The difference is simple in our minds: Brady was a bad guy, who played for a publicly despised coach, coming off Spygate and winners of three Super Bowls in the previous five years. Brady broke up with an actress he was having a child with and married a supermodel. He is a spokesman for Uggs. Manning is a spokesman for Cadillac and having football on your phone, married his college girlfriend and keeps his twins out of the media.

Our perception dictates our reaction and our acceptance of someone. Peyton Manning comes off as awe-shucks; a hard-working guy who is obsessed with football. Brady comes off as too cool for school, a little silver spoon-ish and seems to have other interests outside of the game, like posing for fashion magazines. This bothers us for a variety of totally personal, perception-based reasons.
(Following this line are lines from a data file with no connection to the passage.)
//! Channel queries and the content/chat mutation API.

use serde::Serialize;
use tracing::{debug, info};

use campus_shared::directory;
use campus_shared::types::{ChannelId, UserId};
use campus_store::{Channel, Message, NewContent, StoreError, User};

use super::simulate_latency;
use crate::error::{CommandError, Missing};
use crate::events::{emit_event, AppEvent};
use crate::state::{lock, SharedState};

/// A channel as listed on the student dashboard.
#[derive(Debug, Clone, Serialize)]
#[serde(rename_all = "camelCase")]
pub struct CatalogEntry {
    pub channel: Channel,
    pub is_subscribed: bool,
}

// ---------------------------------------------------------------------------
// Read
// ---------------------------------------------------------------------------

/// Channels matching both filters when given.
pub fn list_channels(
    state: &SharedState,
    university: Option<&str>,
    college: Option<&str>,
) -> Result<Vec<Channel>, CommandError> {
    let guard = lock(state)?;
    Ok(guard.repository.list_channels(university, college))
}

pub fn get_channel(state: &SharedState, channel_id: &ChannelId) -> Result<Channel, CommandError> {
    let guard = lock(state)?;
    Ok(guard.repository.get_channel(channel_id)?)
}

/// Professor dashboard.
pub fn channels_owned_by(state: &SharedState, professor_id: &UserId) -> Result<Vec<Channel>, CommandError> {
    let guard = lock(state)?;
    Ok(guard.repository.list_channels_owned_by(professor_id))
}

/// Student dashboard: channels for the selected affiliation, each flagged
/// with whether `student` is already subscribed.
pub fn student_catalog(
    state: &SharedState,
    student: &User,
    university: Option<&str>,
    college: Option<&str>,
) -> Result<Vec<CatalogEntry>, CommandError> {
    let guard = lock(state)?;
    let entries = guard
        .repository
        .list_channels(university, college)
        .into_iter()
        .map(|channel| CatalogEntry {
            is_subscribed: channel.is_subscriber(&student.id),
            channel,
        })
        .collect();
    Ok(entries)
}

// ---------------------------------------------------------------------------
// Create / Update
// ---------------------------------------------------------------------------

pub async fn create_channel(
    state: &SharedState,
    professor_id: &UserId,
    name: &str,
    university: &str,
    college: &str,
) -> Result<Channel, CommandError> {
    let name = name.trim();
    if !directory::is_valid_channel_name(university, college, name) {
        return Err(CommandError::InvalidInput(format!(
            "Unknown specialization: {university} / {college} / {name}"
        )));
    }

    simulate_latency(state).await?;

    let mut guard = lock(state)?;
    let st = &mut *guard;
    let channel = st
        .repository
        .create_channel(professor_id, name, university, college)
        .map_err(|e| match e {
            StoreError::UserNotFound(id) => CommandError::NotFound(Missing::Professor(id.0)),
            other => other.into(),
        })?;
    emit_event(&st.events, AppEvent::ChannelUpdated(channel.clone()));

    info!(channel_id = %channel.id, professor_id = %professor_id, name, "Channel created");
    Ok(channel)
}

/// Append content to a channel.  Only the owning professor may publish.
pub async fn publish_content(
    state: &SharedState,
    channel_id: &ChannelId,
    publisher: &User,
    content: NewContent,
) -> Result<Channel, CommandError> {
    if content.url.trim().is_empty() {
        return Err(CommandError::InvalidInput("Content locator is empty".into()));
    }

    simulate_latency(state).await?;

    let mut guard = lock(state)?;
    let st = &mut *guard;
    let channel = st.repository.get_channel(channel_id)?;
    if !(publisher.is_professor() && channel.is_owner(&publisher.id)) {
        return Err(CommandError::AccessDenied(format!(
            "{} does not own channel {}",
            publisher.id, channel_id
        )));
    }

    let kind = content.kind;
    let channel = st.repository.publish_content(channel_id, content)?;
    emit_event(&st.events, AppEvent::ChannelUpdated(channel.clone()));

    info!(channel_id = %channel_id, kind = ?kind, "Content published");
    Ok(channel)
}

/// Post to a channel's chat.  The sender must be the owner or a subscriber.
pub async fn send_channel_message(
    state: &SharedState,
    channel_id: &ChannelId,
    sender: &User,
    text: &str,
) -> Result<Channel, CommandError> {
    let text = text.trim();
    if text.is_empty() {
        return Err(CommandError::InvalidInput("Message is empty".into()));
    }

    simulate_latency(state).await?;

    let mut guard = lock(state)?;
    let st = &mut *guard;
    let channel = st.repository.get_channel(channel_id)?;
    if !channel.can_access(sender) {
        return Err(CommandError::AccessDenied(format!(
            "{} is not a member of channel {}",
            sender.id, channel_id
        )));
    }

    let channel = st
        .repository
        .append_channel_message(channel_id, Message::new(sender, text))?;
    emit_event(&st.events, AppEvent::ChannelUpdated(channel.clone()));

    debug!(channel_id = %channel_id, sender_id = %sender.id, "Channel message sent");
    Ok(channel)
}

#[cfg(test)]
mod tests {
    use campus_shared::types::{ContentKind, Role};

    use super::*;
    use crate::commands::auth::login;
    use crate::testing::shared_state;

    fn pdf() -> NewContent {
        NewContent {
            kind: ContentKind::Pdf,
            url: "https://example.com/cours.pdf".into(),
            file_name: Some("cours.pdf".into()),
            thumbnail: None,
        }
    }

    #[test]
    fn list_channels_applies_both_filters() {
        let state = shared_state();
        let all = list_channels(&state, None, None).unwrap();
        assert_eq!(all.len(), 5);

        let chan1 = get_channel(&state, &ChannelId::from("chan1")).unwrap();
        let same_college = list_channels(&state, Some(&chan1.university), Some(&chan1.college)).unwrap();
        assert!(same_college
            .iter()
            .all(|c| c.university == chan1.university && c.college == chan1.college));
        assert_eq!(same_college.len(), 2);

        assert!(list_channels(&state, Some(&chan1.university), Some("nowhere"))
            .unwrap()
            .is_empty());
    }

    #[test]
    fn student_catalog_flags_subscriptions() {
        let state = shared_state();
        let student = lock(&state).unwrap().repository.get_user(&UserId::from("stud1")).unwrap();
        let catalog = student_catalog(&state, &student, None, None).unwrap();
        let flagged: Vec<_> = catalog
            .iter()
            .filter(|e| e.is_subscribed)
            .map(|e| e.channel.id.as_str().to_string())
            .collect();
        assert_eq!(flagged, vec!["chan1".to_string()]);
    }

    #[test]
    fn channels_owned_by_professor() {
        let state = shared_state();
        let owned = channels_owned_by(&state, &UserId::from("prof1")).unwrap();
        assert_eq!(owned.len(), 2);
        assert!(owned.iter().all(|c| c.professor_id.as_str() == "prof1"));
    }

    #[tokio::test]
    async fn create_channel_for_unknown_professor_fails() {
        let state = shared_state();
        let chan1 = get_channel(&state, &ChannelId::from("chan1")).unwrap();
        let err = create_channel(&state, &UserId::from("ghost"), &chan1.name, &chan1.university, &chan1.college)
            .await
            .unwrap_err();
        assert!(matches!(err, CommandError::NotFound(Missing::Professor(_))));
        assert_eq!(list_channels(&state, None, None).unwrap().len(), 5);
    }

    #[tokio::test]
    async fn create_channel_rejects_specialization_outside_directory() {
        let state = shared_state();
        let chan1 = get_channel(&state, &ChannelId::from("chan1")).unwrap();
        let err = create_channel(&state, &UserId::from("prof1"), "Astrology", &chan1.university, &chan1.college)
            .await
            .unwrap_err();
        assert!(matches!(err, CommandError::InvalidInput(_)));
    }

    #[tokio::test]
    async fn create_channel_starts_empty() {
        let state = shared_state();
        let chan1 = get_channel(&state, &ChannelId::from("chan1")).unwrap();
        let channel = create_channel(&state, &UserId::from("prof1"), &chan1.name, &chan1.university, &chan1.college)
            .await
            .unwrap();
        assert!(channel.content.is_empty());
        assert!(channel.chat_messages.is_empty());
        assert!(channel.subscribers.is_empty());
        assert!(!channel.google_meet_link.is_empty());
        assert_eq!(get_channel(&state, &channel.id).unwrap(), channel);
    }

    #[tokio::test]
    async fn owner_publishes_and_others_are_denied() {
        let state = shared_state();
        let owner = login(&state, "prof1@example.com", Role::Professor).await.unwrap();
        let before = get_channel(&state, &ChannelId::from("chan1")).unwrap().content.len();

        let channel = publish_content(&state, &ChannelId::from("chan1"), &owner, pdf())
            .await
            .unwrap();
        assert_eq!(channel.content.len(), before + 1);
        let added = channel.content.last().unwrap();
        assert_eq!(added.file_name.as_deref(), Some("cours.pdf"));

        let other = login(&state, "prof2@example.com", Role::Professor).await.unwrap();
        let err = publish_content(&state, &ChannelId::from("chan1"), &other, pdf())
            .await
            .unwrap_err();
        assert!(matches!(err, CommandError::AccessDenied(_)));
    }

    #[tokio::test]
    async fn publish_to_unknown_channel_is_not_found() {
        let state = shared_state();
        let owner = login(&state, "prof1@example.com", Role::Professor).await.unwrap();
        let err = publish_content(&state, &ChannelId::from("nope"), &owner, pdf())
            .await
            .unwrap_err();
        assert!(matches!(err, CommandError::NotFound(Missing::Channel(_))));
    }

    #[tokio::test]
    async fn message_to_unknown_channel_leaves_registry_unchanged() {
        let state = shared_state();
        let user = login(&state, "stud1@example.com", Role::Student).await.unwrap();
        let before = list_channels(&state, None, None).unwrap();

        let err = send_channel_message(&state, &ChannelId::from("nope"), &user, "hi")
            .await
            .unwrap_err();
        assert!(err.is_not_found());
        assert_eq!(list_channels(&state, None, None).unwrap(), before);
    }

    #[tokio::test]
    async fn subscriber_message_carries_sender_identity() {
        let state = shared_state();
        let mut rx = crate::state::subscribe_events(&state).unwrap();
        let user = login(&state, "stud1@example.com", Role::Student).await.unwrap();

        let channel = send_channel_message(&state, &ChannelId::from("chan1"), &user, " hi ")
            .await
            .unwrap();
        let msg = channel.chat_messages.last().unwrap();
        assert_eq!(msg.sender_id, user.id);
        assert_eq!(msg.sender_name, user.name);
        assert_eq!(msg.text, "hi");

        // SessionChanged from login, then the channel update.
        assert!(matches!(rx.recv().await.unwrap(), AppEvent::SessionChanged(_)));
        assert!(matches!(rx.recv().await.unwrap(), AppEvent::ChannelUpdated(c) if c.id == channel.id));
    }

    #[tokio::test]
    async fn non_member_cannot_post() {
        let state = shared_state();
        let user = login(&state, "stud2@example.com", Role::Student).await.unwrap();
        let err = send_channel_message(&state, &ChannelId::from("chan1"), &user, "hi")
            .await
            .unwrap_err();
        assert!(matches!(err, CommandError::AccessDenied(_)));
    }
}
Yet we choose to forget that Manning grew up the son of a college legend and NFL star, whose dad made the top salary in the league at one time and is actually much closer to the silver spoon moniker than Brady. We ignore the pedigree, No. 1 pick status of Manning and seem to constantly forget (despite media reminders) that Brady was seventh on the depth chart at Michigan when he arrived and split time with Drew Henson and was drafted in the 6th Round, with the body of a 14-year-old.

Yet we still don’t like it. We consistently form our collective narrative on famous people based off a very finite amount of information – and then make wild, grandiose assumptions.

We want all our stars obsessed with their respective sport, watching film 25 hours a day, saying all the right things and keeping out of trouble. And then, when they do, we say they have no personality. It’s why Manning’s turn on SNL a few years ago was so shocking – who knew Mr. Quarterback could be so funny? Who knew he had – gasp – a personality and comedic timing?

The American culture is heavily dictated by assumptions of what we already think we know, which in turn, kind of jumps into what we will inwardly and outwardly accept. People are shocked when they learn something that they don’t believe fits the profile of what they perceive.

For instance, would it not seem strange to the majority of us to learn that Johnny Manziel loves fine art? What about if we learn that Tony Romo was a huge Grateful Dead fan, and lived in a Bohemian style apartment and just keep money in the bank? What if we learned that LeBron James read Shakespeare and listened to Mozart before every game? Or Jay Cutler helped the elderly into their seats three hours before game time?

These things do not seem to jive with what we have already placed inside the box of what we expect based on a stereotype that fits a commonly held assumption.

Do these things matter? No. But you have to be careful with your brand now. More often than not, it would befit us to keep up the visual and verbal presentation of what is expected instead of what actually is. It is just easier for everyone involved. Some of us go on pretending, others go on assuming.

Almost like some sort of accepted game of charades. 

This is why we have still got quite a bit of work to do before we actually make the strides we’re aiming for in our society.

Actions speak louder than words, as they say. So it really does not matter if Aaron Rodgers is gay or not – only our reaction to whether or not we even assume it is plausible.

Either way, that collective reaction says more about us than it does about him or anyone else. Perhaps we could cut down on the assumptions we make about others.
That would be a resolution worth keeping.